### Your task
Please write out exactly the lines of the data below from the line holding "filename apps/desktop_gui/src/ui/record_form.rs" through the line holding "ui.text_edit_singleline(&mut draft.name);", and leave out the rest.

Start of Data for the task

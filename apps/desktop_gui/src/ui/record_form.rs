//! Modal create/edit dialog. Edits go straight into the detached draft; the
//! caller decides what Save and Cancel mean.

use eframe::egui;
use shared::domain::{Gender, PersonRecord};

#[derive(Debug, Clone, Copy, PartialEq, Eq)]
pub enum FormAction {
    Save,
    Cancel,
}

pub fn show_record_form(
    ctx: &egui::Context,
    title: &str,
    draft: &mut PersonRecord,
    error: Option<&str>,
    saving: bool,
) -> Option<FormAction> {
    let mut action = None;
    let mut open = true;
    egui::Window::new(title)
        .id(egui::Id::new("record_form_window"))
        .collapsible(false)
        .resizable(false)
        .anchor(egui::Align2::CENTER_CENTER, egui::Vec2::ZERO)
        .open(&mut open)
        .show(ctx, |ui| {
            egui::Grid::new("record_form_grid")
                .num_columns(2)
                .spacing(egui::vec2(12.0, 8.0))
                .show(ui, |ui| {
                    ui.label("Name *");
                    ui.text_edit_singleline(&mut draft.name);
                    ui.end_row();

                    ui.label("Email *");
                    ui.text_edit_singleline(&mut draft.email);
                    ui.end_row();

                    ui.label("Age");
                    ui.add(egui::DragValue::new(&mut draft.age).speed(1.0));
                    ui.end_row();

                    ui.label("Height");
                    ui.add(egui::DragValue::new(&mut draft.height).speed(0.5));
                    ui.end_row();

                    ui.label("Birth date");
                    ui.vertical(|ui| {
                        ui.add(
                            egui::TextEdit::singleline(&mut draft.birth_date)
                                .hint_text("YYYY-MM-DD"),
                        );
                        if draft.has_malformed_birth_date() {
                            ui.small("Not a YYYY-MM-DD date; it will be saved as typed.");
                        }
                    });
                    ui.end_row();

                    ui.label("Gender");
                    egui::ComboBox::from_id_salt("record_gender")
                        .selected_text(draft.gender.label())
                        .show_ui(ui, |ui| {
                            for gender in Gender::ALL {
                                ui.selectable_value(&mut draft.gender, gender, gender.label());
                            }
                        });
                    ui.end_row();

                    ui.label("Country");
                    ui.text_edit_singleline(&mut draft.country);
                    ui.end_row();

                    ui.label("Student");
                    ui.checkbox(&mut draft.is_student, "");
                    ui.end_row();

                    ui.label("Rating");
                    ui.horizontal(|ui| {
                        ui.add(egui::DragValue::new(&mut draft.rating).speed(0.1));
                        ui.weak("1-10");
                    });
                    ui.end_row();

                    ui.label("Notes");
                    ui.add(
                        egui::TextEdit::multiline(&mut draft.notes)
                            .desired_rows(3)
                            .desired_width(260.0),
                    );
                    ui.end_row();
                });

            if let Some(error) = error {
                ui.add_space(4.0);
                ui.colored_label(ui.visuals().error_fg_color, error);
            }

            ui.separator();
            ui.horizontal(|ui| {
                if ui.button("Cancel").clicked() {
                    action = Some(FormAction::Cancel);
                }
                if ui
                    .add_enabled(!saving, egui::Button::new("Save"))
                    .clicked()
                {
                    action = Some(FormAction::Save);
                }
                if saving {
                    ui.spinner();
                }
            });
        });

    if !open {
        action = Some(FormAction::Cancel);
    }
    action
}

End of Data for the task
Start of Data for the task

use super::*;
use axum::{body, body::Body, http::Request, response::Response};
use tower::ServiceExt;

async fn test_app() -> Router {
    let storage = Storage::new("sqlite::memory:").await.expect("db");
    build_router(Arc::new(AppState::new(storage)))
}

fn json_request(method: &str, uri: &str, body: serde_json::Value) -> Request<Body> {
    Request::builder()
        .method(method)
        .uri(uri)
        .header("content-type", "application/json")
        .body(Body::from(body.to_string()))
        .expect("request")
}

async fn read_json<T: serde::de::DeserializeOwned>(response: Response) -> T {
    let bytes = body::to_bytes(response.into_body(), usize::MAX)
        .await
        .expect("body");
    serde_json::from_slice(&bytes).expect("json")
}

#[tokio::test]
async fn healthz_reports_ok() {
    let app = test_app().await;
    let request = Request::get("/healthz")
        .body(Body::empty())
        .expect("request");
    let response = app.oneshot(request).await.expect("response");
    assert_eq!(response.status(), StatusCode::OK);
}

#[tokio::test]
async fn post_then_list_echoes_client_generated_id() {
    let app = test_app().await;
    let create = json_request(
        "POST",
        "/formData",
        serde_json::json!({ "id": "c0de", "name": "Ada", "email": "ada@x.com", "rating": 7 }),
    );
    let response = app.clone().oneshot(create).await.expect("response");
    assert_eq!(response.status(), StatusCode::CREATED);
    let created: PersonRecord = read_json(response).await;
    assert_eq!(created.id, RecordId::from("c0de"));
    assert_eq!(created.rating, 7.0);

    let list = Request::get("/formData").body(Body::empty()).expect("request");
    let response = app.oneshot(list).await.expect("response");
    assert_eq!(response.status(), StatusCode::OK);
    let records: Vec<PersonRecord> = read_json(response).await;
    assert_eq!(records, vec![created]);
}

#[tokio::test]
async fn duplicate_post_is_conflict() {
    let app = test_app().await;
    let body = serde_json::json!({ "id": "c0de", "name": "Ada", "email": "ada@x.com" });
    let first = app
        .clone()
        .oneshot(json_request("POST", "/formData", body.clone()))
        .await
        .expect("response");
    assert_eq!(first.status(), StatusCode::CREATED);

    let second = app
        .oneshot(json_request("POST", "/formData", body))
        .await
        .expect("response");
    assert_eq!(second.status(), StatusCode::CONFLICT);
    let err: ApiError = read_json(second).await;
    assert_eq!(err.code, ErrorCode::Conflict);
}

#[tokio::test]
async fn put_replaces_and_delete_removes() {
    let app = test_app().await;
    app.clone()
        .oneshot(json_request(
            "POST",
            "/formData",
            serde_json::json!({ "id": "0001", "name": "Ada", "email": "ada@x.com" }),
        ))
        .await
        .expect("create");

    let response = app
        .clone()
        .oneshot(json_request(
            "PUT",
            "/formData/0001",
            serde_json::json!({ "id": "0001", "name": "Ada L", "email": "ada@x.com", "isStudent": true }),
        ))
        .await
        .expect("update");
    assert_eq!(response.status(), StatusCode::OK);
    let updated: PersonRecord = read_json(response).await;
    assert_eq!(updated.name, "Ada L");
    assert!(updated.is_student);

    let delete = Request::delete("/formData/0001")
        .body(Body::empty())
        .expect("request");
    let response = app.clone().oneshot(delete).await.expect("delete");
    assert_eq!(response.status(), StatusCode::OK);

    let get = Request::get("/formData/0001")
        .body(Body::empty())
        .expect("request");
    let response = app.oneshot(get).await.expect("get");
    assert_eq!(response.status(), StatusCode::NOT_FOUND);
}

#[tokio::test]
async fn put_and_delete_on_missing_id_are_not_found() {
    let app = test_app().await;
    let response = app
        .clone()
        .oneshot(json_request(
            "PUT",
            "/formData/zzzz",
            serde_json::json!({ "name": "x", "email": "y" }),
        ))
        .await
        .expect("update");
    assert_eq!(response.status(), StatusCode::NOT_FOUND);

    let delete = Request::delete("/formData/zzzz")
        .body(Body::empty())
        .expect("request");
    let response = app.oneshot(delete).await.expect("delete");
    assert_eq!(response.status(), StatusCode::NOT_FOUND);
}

End of Data for the task
Start of Data for the task

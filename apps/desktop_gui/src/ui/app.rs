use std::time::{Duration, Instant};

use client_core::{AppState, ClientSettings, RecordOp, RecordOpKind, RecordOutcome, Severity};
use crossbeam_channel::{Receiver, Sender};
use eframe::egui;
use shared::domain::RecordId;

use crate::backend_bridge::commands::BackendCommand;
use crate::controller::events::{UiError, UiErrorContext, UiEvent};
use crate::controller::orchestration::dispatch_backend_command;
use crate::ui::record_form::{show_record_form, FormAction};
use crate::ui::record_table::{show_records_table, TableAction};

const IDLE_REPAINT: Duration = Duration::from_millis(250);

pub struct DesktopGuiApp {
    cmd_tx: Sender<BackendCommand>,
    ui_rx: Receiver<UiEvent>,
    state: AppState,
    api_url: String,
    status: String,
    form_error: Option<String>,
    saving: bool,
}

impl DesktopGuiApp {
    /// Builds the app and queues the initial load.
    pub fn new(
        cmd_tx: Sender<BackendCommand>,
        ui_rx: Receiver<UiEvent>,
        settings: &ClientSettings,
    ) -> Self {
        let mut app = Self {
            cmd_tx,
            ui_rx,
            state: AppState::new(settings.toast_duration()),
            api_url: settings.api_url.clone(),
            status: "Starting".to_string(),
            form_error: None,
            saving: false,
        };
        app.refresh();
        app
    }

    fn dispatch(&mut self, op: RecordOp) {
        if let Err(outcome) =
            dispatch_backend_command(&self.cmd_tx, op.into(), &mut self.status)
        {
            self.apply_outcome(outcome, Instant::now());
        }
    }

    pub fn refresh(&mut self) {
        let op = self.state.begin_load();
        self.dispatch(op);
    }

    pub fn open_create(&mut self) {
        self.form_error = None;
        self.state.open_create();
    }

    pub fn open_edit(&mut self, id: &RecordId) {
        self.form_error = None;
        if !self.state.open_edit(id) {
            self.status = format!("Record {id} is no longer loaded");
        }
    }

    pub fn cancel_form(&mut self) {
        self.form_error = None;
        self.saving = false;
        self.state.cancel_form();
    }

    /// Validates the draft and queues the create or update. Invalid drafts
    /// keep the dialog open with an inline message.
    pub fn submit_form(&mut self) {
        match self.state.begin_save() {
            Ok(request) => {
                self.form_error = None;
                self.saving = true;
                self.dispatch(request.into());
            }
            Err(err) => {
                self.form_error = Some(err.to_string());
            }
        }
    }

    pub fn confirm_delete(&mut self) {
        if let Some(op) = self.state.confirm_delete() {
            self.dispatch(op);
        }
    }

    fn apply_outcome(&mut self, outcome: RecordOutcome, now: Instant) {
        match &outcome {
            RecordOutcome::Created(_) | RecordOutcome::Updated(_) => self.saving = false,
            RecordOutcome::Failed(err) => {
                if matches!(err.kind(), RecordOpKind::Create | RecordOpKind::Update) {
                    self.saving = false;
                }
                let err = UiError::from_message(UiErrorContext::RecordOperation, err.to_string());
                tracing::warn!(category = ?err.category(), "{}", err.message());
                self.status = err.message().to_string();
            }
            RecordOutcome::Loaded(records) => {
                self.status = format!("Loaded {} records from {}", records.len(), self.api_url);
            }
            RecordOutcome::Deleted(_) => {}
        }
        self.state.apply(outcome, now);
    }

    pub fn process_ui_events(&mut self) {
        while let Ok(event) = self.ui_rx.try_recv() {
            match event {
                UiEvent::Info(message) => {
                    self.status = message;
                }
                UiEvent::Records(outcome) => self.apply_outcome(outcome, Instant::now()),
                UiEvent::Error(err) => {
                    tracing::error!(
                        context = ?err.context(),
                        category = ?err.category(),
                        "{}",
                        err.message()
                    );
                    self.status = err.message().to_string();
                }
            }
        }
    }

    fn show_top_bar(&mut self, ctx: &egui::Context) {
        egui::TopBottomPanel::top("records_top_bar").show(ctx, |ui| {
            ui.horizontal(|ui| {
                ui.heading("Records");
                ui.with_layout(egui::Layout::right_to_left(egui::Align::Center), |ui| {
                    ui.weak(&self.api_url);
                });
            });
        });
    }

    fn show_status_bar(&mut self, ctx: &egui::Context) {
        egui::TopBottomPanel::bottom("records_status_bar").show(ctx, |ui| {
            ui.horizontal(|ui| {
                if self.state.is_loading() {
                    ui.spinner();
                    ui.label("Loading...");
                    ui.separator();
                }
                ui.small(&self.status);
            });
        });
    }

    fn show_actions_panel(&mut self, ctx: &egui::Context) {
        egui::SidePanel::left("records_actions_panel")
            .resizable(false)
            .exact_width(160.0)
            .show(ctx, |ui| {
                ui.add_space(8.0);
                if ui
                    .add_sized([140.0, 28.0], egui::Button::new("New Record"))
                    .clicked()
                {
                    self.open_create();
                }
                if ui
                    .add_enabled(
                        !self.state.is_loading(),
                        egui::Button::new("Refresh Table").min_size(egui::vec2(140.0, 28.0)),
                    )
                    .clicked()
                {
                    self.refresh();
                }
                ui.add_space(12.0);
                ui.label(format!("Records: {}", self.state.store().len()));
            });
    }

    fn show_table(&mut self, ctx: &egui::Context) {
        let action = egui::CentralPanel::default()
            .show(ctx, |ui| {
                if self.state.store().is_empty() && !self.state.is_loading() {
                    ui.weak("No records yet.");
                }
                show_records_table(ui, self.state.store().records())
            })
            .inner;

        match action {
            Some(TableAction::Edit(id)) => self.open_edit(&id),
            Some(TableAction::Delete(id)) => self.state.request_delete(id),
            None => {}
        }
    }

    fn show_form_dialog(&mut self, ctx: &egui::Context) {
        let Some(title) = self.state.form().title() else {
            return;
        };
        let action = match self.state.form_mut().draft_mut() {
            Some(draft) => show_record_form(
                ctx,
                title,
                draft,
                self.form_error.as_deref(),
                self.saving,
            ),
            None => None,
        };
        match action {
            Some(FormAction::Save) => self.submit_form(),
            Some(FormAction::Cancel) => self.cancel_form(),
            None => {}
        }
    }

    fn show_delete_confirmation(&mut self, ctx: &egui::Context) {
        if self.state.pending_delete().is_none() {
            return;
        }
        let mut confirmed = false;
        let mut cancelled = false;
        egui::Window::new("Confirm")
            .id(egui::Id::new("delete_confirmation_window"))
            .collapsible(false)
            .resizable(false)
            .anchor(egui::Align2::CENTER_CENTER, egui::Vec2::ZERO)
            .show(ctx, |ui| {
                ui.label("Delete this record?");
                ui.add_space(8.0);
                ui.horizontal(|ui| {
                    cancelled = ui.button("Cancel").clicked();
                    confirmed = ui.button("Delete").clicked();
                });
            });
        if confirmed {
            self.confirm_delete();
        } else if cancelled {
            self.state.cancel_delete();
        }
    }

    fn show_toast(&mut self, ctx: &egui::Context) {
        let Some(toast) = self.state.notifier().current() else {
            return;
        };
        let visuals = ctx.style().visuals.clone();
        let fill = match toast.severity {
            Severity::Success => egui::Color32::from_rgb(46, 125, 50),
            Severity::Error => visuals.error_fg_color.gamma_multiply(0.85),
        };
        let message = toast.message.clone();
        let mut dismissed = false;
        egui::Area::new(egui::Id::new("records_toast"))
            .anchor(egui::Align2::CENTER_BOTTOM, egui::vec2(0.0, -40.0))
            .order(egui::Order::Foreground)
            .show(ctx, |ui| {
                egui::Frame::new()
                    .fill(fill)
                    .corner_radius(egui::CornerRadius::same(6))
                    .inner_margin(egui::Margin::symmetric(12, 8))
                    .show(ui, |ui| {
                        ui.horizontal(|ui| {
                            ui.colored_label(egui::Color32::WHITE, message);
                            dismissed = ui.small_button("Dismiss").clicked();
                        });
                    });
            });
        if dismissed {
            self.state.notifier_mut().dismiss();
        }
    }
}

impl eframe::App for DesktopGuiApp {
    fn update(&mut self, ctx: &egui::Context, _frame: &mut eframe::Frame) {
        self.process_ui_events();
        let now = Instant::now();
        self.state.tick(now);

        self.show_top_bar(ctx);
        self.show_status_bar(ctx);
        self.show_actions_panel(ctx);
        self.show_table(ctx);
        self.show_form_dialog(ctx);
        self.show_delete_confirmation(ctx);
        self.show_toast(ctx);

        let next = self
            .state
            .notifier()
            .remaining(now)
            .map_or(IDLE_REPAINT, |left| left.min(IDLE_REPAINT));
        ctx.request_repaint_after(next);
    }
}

End of Data for the task

### Answer to this exercise
filename apps/desktop_gui/src/ui/record_form.rs
//! Modal create/edit dialog. Edits go straight into the detached draft; the
//! caller decides what Save and Cancel mean.

use eframe::egui;
use shared::domain::{Gender, PersonRecord};

#[derive(Debug, Clone, Copy, PartialEq, Eq)]
pub enum FormAction {
    Save,
    Cancel,
}

pub fn show_record_form(
    ctx: &egui::Context,
    title: &str,
    draft: &mut PersonRecord,
    error: Option<&str>,
    saving: bool,
) -> Option<FormAction> {
    let mut action = None;
    let mut open = true;
    egui::Window::new(title)
        .id(egui::Id::new("record_form_window"))
        .collapsible(false)
        .resizable(false)
        .anchor(egui::Align2::CENTER_CENTER, egui::Vec2::ZERO)
        .open(&mut open)
        .show(ctx, |ui| {
            egui::Grid::new("record_form_grid")
                .num_columns(2)
                .spacing(egui::vec2(12.0, 8.0))
                .show(ui, |ui| {
                    ui.label("Name *");
                    ui.text_edit_singleline(&mut draft.name);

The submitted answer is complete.